Scientific classification
- Kingdom: Animalia
- Phylum: Mollusca
- Class: Gastropoda
- Subclass: Caenogastropoda
- Order: Neogastropoda
- Superfamily: Conoidea
- Family: Conidae
- Genus: Conus
- Species: C. emaciatus
- Binomial name: Conus emaciatus Reeve, 1849
- Synonyms: Conus (Virgiconusà emaciatus Reeve, 1849; Virgiconus emaciatus (Reeve, 1849);

= Conus emaciatus =

- Authority: Reeve, 1849
- Conservation status: LC
- Synonyms: Conus (Virgiconusà emaciatus Reeve, 1849, Virgiconus emaciatus (Reeve, 1849)

Species of sea snail

Conus emaciatus, common name the false virgin cone, is a species of sea snail, a marine gastropod mollusk in the family Conidae, the cone snails and their allies.

Like all species within the genus Conus, these snails are predatory and venomous.
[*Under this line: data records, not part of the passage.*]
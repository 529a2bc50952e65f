//! Holdings table ingestion.
//!
//! The holdings file is the one input whose problems are fatal: a missing
//! column aborts the run before any computation, per the propagation
//! policy. Everything quote-related degrades gracefully later.

use crate::error::{DataError, Result};
use folio_engine::Holding;
use std::io::Read;
use std::path::Path;

/// Column names the holdings table must provide.
pub const REQUIRED_COLUMNS: [&str; 7] = [
    "Folio",
    "Symbol",
    "Sector",
    "Industry",
    "Quantity",
    "Purchase Price",
    "Hold Time",
];

/// Load holdings from a CSV file, validating the schema first.
pub fn load_holdings<P: AsRef<Path>>(path: P) -> Result<Vec<Holding>> {
    let file = std::fs::File::open(path)?;
    load_holdings_from_reader(file)
}

/// Load holdings from any reader producing CSV with a header row.
pub fn load_holdings_from_reader<R: Read>(reader: R) -> Result<Vec<Holding>> {
    let mut csv_reader = csv::Reader::from_reader(reader);
    validate_headers(csv_reader.headers()?)?;

    let mut holdings = Vec::new();
    for record in csv_reader.deserialize() {
        let holding: Holding = record?;
        holdings.push(holding);
    }
    Ok(holdings)
}

fn validate_headers(headers: &csv::StringRecord) -> Result<()> {
    for column in REQUIRED_COLUMNS {
        if !headers.iter().any(|header| header.trim() == column) {
            return Err(DataError::Schema {
                column: column.to_string(),
            });
        }
    }
    Ok(())
}

#[cfg(test)]
mod tests {
    use super::*;
    use rstest::rstest;

    const SAMPLE: &str = "\
Folio,Symbol,Sector,Industry,Quantity,Purchase Price,Hold Time
Core,AAPL,Technology,Consumer Electronics,10,100,0.5
Growth,NVDA,,,2.5,500,1.5
";

    #[test]
    fn test_load_holdings() {
        let holdings = load_holdings_from_reader(SAMPLE.as_bytes()).unwrap();
        assert_eq!(holdings.len(), 2);

        let first = &holdings[0];
        assert_eq!(first.folio, "Core");
        assert_eq!(first.symbol, "AAPL");
        assert_eq!(first.sector.as_deref(), Some("Technology"));
        assert_eq!(first.quantity, 10.0);
        assert_eq!(first.purchase_price, 100.0);
        assert_eq!(first.hold_time, 0.5);

        // Empty classification cells come through as missing, not "".
        let second = &holdings[1];
        assert!(second.sector.is_none());
        assert!(second.industry.is_none());
        assert_eq!(second.quantity, 2.5);
    }

    #[rstest]
    #[case("Folio,Symbol,Sector,Industry,Quantity,Purchase Price", "Hold Time")]
    #[case("Folio,Symbol,Sector,Industry,Quantity,Hold Time", "Purchase Price")]
    #[case("Symbol,Sector,Industry,Quantity,Purchase Price,Hold Time", "Folio")]
    fn test_missing_column_is_a_schema_error(#[case] header: &str, #[case] missing: &str) {
        let input = format!("{}\n", header);
        let result = load_holdings_from_reader(input.as_bytes());
        match result {
            Err(DataError::Schema { column }) => assert_eq!(column, missing),
            other => panic!("expected schema error, got {:?}", other.map(|v| v.len())),
        }
    }

    #[test]
    fn test_extra_columns_are_tolerated() {
        let input = "\
Folio,Symbol,Sector,Industry,Quantity,Purchase Price,Hold Time,Notes
Core,AAPL,Technology,Hardware,10,100,0.5,long term pick
";
        let holdings = load_holdings_from_reader(input.as_bytes()).unwrap();
        assert_eq!(holdings.len(), 1);
    }

    #[test]
    fn test_bad_numeric_cell_is_a_csv_error() {
        let input = "\
Folio,Symbol,Sector,Industry,Quantity,Purchase Price,Hold Time
Core,AAPL,Technology,Hardware,ten,100,0.5
";
        let result = load_holdings_from_reader(input.as_bytes());
        assert!(matches!(result, Err(DataError::Csv(_))));
    }

    #[test]
    fn test_empty_table_loads_no_holdings() {
        let input = "Folio,Symbol,Sector,Industry,Quantity,Purchase Price,Hold Time\n";
        let holdings = load_holdings_from_reader(input.as_bytes()).unwrap();
        assert!(holdings.is_empty());
    }
}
They are capable of stinging humans, therefore live ones should be handled carefully or not at all.

==Description==
The size of the shell varies between 30 mm and 69 mm. The narrow shell shows a depressed conical spire, ridged-striate throughout. Its color is light yellow and violet-stained at the base.

==Distribution==
This marine species occurs in the Red Sea and in the tropical Indo-West Pacific and off the Philippines and Australia (Queensland).